David Romer began his remarks by stating that the title of the conference was misleading.  The title: Rethinking Macro Policy: First Steps and Early Lessons,  is too timid.  The conference was intellectually stimulating but it did little to address preventing the next financial and macro crisis that is bound to happen.  He described six financial crises that have occurred in the US over the last 30 years.  It is foolish to assume that we can have a stable economy with such a volatile financial system that is central to way modern economies function.  He concluded that we need a radical redesign of our financial systems.  Central bankers do not have enough tools to prevent the next disaster.  He also suggested that it would be good idea to have an independent fiscal authority.  That authority would stimulate the economy during recession and build surpluses during good times.  Politicians have a tendency to use or oppose fiscal policy for primarily political purposes.

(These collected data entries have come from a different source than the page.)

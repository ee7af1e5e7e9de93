//! Linear program representation and the production planning model built on it.

use serde::Serialize;

use crate::params::OptimizationParameters;

/// Machine hours needed per unit of product A and product B.
pub const HOURS_PER_UNIT: [f64; 2] = [2.0, 4.0];
/// Raw material needed per unit of product A and product B.
pub const MATERIAL_PER_UNIT: [f64; 2] = [3.0, 2.0];

#[derive(Debug, Clone, Copy, PartialEq, Eq)]
pub enum Sense {
    Maximize,
    Minimize,
}

#[derive(Debug, Clone, Copy, PartialEq, Eq)]
pub enum VarKind {
    Integer,
    Continuous,
}

/// A decision variable bounded below by zero.
#[derive(Debug, Clone, PartialEq)]
pub struct DecisionVariable {
    pub name: String,
    pub objective: f64,
    pub kind: VarKind,
}

/// `sum(coefficients[i] * x[i]) <= upper_bound`, one coefficient per variable.
#[derive(Debug, Clone, PartialEq)]
pub struct Constraint {
    pub name: String,
    pub coefficients: Vec<f64>,
    pub upper_bound: f64,
}

impl Constraint {
    /// Left-hand side evaluated at `values`.
    pub fn lhs(&self, values: &[f64]) -> f64 {
        self.coefficients
            .iter()
            .zip(values)
            .map(|(coef, value)| coef * value)
            .sum()
    }
}

/// An objective plus a set of `<=` constraints over non-negative variables.
#[derive(Debug, Clone, PartialEq)]
pub struct LinearProgram {
    pub name: String,
    pub sense: Sense,
    pub variables: Vec<DecisionVariable>,
    pub constraints: Vec<Constraint>,
}

impl LinearProgram {
    pub fn new(name: impl Into<String>, sense: Sense) -> Self {
        Self {
            name: name.into(),
            sense,
            variables: Vec::new(),
            constraints: Vec::new(),
        }
    }

    /// Adds a variable and returns its index.
    pub fn add_var(&mut self, name: impl Into<String>, objective: f64, kind: VarKind) -> usize {
        self.variables.push(DecisionVariable {
            name: name.into(),
            objective,
            kind,
        });
        self.variables.len() - 1
    }

    pub fn add_cons(&mut self, name: impl Into<String>, coefficients: &[f64], upper_bound: f64) {
        debug_assert_eq!(coefficients.len(), self.variables.len());
        self.constraints.push(Constraint {
            name: name.into(),
            coefficients: coefficients.to_vec(),
            upper_bound,
        });
    }

    pub fn objective_value(&self, values: &[f64]) -> f64 {
        self.variables
            .iter()
            .zip(values)
            .map(|(var, value)| var.objective * value)
            .sum()
    }
}

/// Builds the two-product program: maximize profit under the hours and material limits.
pub fn production_program(params: &OptimizationParameters) -> LinearProgram {
    let mut program = LinearProgram::new("maximize_profit", Sense::Maximize);
    program.add_var("product_a", params.profit_a, VarKind::Integer);
    program.add_var("product_b", params.profit_b, VarKind::Integer);
    program.add_cons("hours", &HOURS_PER_UNIT, params.hours_available);
    program.add_cons("material", &MATERIAL_PER_UNIT, params.material_available);
    program
}

/// How much of one resource a plan consumes.
#[derive(Debug, Clone, PartialEq, Serialize)]
pub struct ResourceUsage {
    pub used: f64,
    pub available: f64,
}

impl ResourceUsage {
    /// `2 * qty_a + 4 * qty_b` against the machine hours available.
    pub fn hours(params: &OptimizationParameters, qty_a: u64, qty_b: u64) -> Self {
        Self::new(HOURS_PER_UNIT, params.hours_available, qty_a, qty_b)
    }

    /// `3 * qty_a + 2 * qty_b` against the material available.
    pub fn material(params: &OptimizationParameters, qty_a: u64, qty_b: u64) -> Self {
        Self::new(MATERIAL_PER_UNIT, params.material_available, qty_a, qty_b)
    }

    fn new(per_unit: [f64; 2], available: f64, qty_a: u64, qty_b: u64) -> Self {
        Self {
            used: per_unit[0] * qty_a as f64 + per_unit[1] * qty_b as f64,
            available,
        }
    }

    /// What is left over, never negative.
    pub fn remaining(&self) -> f64 {
        (self.available - self.used).max(0.0)
    }

    /// `used / available`, or `None` when nothing is available.
    pub fn utilization(&self) -> Option<f64> {
        if self.available > 0.0 {
            Some(self.used / self.available)
        } else {
            None
        }
    }
}
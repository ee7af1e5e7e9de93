//! Interactive terminal form for the four planning parameters.

use dialoguer::{Input, theme::ColorfulTheme};

use crate::error::Result;
use crate::params::{MIN_VALUE, OptimizationParameters};

/// Prompts for every parameter, offering `current` as the defaults.
pub fn prompt(current: &OptimizationParameters) -> Result<OptimizationParameters> {
    let theme = ColorfulTheme::default();
    Ok(OptimizationParameters {
        profit_a: ask(&theme, "Profit per unit of product A", current.profit_a)?,
        profit_b: ask(&theme, "Profit per unit of product B", current.profit_b)?,
        hours_available: ask(&theme, "Machine hours available", current.hours_available)?,
        material_available: ask(&theme, "Material available (kg)", current.material_available)?,
    })
}

fn ask(theme: &ColorfulTheme, prompt: &str, default: f64) -> Result<f64> {
    let value = Input::with_theme(theme)
        .with_prompt(prompt)
        .default(default)
        .validate_with(|value: &f64| check(*value))
        .interact_text()?;
    Ok(value)
}

fn check(value: f64) -> std::result::Result<(), String> {
    if value.is_finite() && value >= MIN_VALUE {
        Ok(())
    } else {
        Err(format!("must be a number of at least {MIN_VALUE}"))
    }
}

#[cfg(test)]
mod tests {
    use super::*;

    #[test]
    fn check_enforces_minimum() {
        assert!(check(1.).is_ok());
        assert!(check(250.).is_ok());
        assert!(check(0.5).is_err());
        assert!(check(f64::NAN).is_err());
    }
}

Olivier Blanchard, the Chief economist of the IMF, who hosted the conference, provided his summary of the issues and solutions discussed at the conference.  He listed many of the issues and some of the solutions that were proposed.  His presentation was cautious about many of the solutions that were discussed.  He saw strengths and weaknesses in most of solutions and he concluded that the IMF has been left with a clear research agenda.  Perhaps that is why David Romer argued that the conference was intellectually stimulating but that it offered little hope that the next crisis would be prevented.  Economists will get more funding for research that will do little to address the important changes that are required.